▶ _PROMPT_: Answer with one figure only, the number of lines below in which "struct" occurs.

**** INFORMATION ****

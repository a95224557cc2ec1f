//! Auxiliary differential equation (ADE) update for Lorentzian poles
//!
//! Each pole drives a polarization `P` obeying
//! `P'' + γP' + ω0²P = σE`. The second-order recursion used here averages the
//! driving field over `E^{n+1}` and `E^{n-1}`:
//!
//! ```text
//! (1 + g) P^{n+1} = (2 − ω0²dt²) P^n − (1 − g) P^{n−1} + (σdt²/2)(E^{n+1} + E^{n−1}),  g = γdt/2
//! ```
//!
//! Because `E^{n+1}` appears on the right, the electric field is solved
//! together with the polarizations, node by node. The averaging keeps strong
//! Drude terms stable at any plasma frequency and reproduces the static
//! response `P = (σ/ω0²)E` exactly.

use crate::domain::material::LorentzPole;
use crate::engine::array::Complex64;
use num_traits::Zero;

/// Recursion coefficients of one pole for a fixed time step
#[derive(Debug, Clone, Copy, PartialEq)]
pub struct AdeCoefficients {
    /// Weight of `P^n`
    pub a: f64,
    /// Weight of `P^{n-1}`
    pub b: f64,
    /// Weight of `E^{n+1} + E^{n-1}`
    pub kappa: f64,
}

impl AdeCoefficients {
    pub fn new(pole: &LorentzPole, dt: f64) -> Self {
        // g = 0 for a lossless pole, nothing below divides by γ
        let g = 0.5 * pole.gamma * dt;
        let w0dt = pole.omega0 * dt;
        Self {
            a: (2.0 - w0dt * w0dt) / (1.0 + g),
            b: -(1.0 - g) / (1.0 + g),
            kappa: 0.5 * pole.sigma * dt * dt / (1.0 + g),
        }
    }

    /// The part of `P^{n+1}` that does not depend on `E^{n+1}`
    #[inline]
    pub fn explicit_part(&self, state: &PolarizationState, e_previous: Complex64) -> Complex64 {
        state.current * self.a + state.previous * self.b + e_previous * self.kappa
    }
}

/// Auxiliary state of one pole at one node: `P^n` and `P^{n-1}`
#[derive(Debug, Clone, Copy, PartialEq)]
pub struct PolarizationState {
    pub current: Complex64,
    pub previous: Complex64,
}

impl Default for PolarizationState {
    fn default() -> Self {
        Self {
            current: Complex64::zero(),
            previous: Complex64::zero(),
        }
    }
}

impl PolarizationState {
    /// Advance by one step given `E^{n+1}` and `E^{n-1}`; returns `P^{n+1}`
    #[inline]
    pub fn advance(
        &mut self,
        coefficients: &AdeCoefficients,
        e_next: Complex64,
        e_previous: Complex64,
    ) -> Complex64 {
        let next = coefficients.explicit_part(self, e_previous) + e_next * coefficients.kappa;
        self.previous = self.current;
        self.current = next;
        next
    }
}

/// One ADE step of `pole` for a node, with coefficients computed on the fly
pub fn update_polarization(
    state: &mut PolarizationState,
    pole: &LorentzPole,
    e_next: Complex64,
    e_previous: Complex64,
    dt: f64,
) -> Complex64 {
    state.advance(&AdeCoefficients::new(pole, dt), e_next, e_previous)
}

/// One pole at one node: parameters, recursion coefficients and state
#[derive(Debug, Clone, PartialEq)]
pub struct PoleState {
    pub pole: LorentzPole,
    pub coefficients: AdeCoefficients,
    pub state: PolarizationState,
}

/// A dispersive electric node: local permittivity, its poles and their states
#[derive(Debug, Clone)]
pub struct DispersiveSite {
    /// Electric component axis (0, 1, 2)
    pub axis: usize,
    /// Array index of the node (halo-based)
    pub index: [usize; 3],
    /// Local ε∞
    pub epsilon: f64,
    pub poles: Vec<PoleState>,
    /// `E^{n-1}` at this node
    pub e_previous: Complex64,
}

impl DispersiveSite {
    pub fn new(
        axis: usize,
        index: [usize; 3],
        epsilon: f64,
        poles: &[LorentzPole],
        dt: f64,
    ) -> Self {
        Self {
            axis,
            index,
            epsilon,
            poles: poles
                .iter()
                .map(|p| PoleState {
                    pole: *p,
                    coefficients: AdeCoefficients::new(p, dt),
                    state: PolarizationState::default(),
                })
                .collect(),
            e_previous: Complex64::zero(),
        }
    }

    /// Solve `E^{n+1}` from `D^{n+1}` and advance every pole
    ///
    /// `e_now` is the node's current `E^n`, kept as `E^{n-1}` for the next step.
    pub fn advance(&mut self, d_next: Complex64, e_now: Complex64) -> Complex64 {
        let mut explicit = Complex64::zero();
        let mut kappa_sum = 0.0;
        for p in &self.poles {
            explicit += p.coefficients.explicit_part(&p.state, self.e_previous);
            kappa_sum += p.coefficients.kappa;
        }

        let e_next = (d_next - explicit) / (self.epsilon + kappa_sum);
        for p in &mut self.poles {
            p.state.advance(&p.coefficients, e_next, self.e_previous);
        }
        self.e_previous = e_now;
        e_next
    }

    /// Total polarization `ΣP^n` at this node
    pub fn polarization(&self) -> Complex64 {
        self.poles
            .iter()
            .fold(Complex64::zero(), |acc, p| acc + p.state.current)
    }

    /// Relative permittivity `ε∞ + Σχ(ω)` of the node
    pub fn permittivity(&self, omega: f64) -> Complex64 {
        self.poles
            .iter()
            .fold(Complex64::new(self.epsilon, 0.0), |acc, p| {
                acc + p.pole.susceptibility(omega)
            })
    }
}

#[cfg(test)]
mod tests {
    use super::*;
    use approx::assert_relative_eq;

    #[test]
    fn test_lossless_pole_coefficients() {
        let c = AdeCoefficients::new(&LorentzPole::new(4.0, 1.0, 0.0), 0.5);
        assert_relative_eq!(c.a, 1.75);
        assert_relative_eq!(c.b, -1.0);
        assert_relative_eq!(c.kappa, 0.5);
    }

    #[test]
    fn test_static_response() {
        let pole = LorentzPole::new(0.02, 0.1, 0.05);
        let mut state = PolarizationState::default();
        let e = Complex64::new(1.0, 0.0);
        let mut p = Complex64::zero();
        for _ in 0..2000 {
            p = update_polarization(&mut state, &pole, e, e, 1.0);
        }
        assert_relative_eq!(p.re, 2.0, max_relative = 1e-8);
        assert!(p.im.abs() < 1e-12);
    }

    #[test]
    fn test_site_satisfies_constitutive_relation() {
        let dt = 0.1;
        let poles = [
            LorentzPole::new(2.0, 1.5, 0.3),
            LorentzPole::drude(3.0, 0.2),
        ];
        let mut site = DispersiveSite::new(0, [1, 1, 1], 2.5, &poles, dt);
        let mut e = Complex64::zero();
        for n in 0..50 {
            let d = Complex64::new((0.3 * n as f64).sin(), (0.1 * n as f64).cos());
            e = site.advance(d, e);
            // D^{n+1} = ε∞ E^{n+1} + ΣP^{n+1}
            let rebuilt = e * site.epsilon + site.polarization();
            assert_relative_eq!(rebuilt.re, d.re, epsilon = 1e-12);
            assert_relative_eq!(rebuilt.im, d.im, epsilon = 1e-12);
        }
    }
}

****
**** INFORMATION ****

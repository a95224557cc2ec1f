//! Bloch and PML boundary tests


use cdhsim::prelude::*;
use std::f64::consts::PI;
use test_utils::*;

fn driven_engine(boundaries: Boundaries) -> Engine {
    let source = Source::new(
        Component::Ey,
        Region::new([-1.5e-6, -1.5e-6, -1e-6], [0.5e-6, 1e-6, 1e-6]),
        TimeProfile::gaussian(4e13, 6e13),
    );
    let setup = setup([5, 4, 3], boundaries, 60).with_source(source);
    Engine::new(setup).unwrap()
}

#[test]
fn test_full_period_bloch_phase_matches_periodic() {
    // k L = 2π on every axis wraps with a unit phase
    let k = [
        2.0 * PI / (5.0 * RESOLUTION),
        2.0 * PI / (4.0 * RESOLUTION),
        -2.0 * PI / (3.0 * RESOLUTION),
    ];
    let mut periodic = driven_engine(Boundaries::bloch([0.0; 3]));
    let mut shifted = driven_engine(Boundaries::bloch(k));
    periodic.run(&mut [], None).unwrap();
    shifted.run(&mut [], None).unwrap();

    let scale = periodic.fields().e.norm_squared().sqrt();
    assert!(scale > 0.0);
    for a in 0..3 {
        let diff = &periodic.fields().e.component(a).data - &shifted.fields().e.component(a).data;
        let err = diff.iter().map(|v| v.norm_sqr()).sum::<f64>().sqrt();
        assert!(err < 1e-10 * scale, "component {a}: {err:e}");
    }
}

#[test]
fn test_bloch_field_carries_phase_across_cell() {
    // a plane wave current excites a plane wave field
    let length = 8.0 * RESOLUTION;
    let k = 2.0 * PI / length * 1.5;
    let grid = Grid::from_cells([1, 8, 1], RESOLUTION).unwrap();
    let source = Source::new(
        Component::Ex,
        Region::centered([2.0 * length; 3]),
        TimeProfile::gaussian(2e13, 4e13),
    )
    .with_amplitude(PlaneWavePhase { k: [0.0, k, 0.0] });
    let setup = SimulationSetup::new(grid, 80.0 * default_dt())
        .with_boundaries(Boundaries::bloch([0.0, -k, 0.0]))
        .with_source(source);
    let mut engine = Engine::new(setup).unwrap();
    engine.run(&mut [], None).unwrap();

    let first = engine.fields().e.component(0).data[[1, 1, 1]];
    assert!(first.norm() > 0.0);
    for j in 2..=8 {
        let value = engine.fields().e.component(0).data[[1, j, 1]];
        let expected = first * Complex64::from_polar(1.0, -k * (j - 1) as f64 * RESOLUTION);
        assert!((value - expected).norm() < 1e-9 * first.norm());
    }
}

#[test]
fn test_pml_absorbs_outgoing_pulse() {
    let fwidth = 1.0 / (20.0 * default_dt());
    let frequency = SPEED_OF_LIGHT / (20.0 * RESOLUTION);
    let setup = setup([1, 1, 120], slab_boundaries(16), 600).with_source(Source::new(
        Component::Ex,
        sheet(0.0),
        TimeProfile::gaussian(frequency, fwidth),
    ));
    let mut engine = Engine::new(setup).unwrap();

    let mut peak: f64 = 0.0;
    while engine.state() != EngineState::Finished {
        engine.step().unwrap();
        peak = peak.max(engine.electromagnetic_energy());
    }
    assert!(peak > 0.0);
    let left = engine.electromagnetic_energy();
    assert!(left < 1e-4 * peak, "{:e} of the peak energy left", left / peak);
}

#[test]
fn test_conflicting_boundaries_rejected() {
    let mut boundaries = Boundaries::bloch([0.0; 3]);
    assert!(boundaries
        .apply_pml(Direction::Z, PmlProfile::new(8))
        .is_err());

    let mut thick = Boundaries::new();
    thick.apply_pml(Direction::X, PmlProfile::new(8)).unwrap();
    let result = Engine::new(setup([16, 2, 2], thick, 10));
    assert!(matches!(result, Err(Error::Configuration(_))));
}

****

▶ _WRITTEN SOLUTION_: 4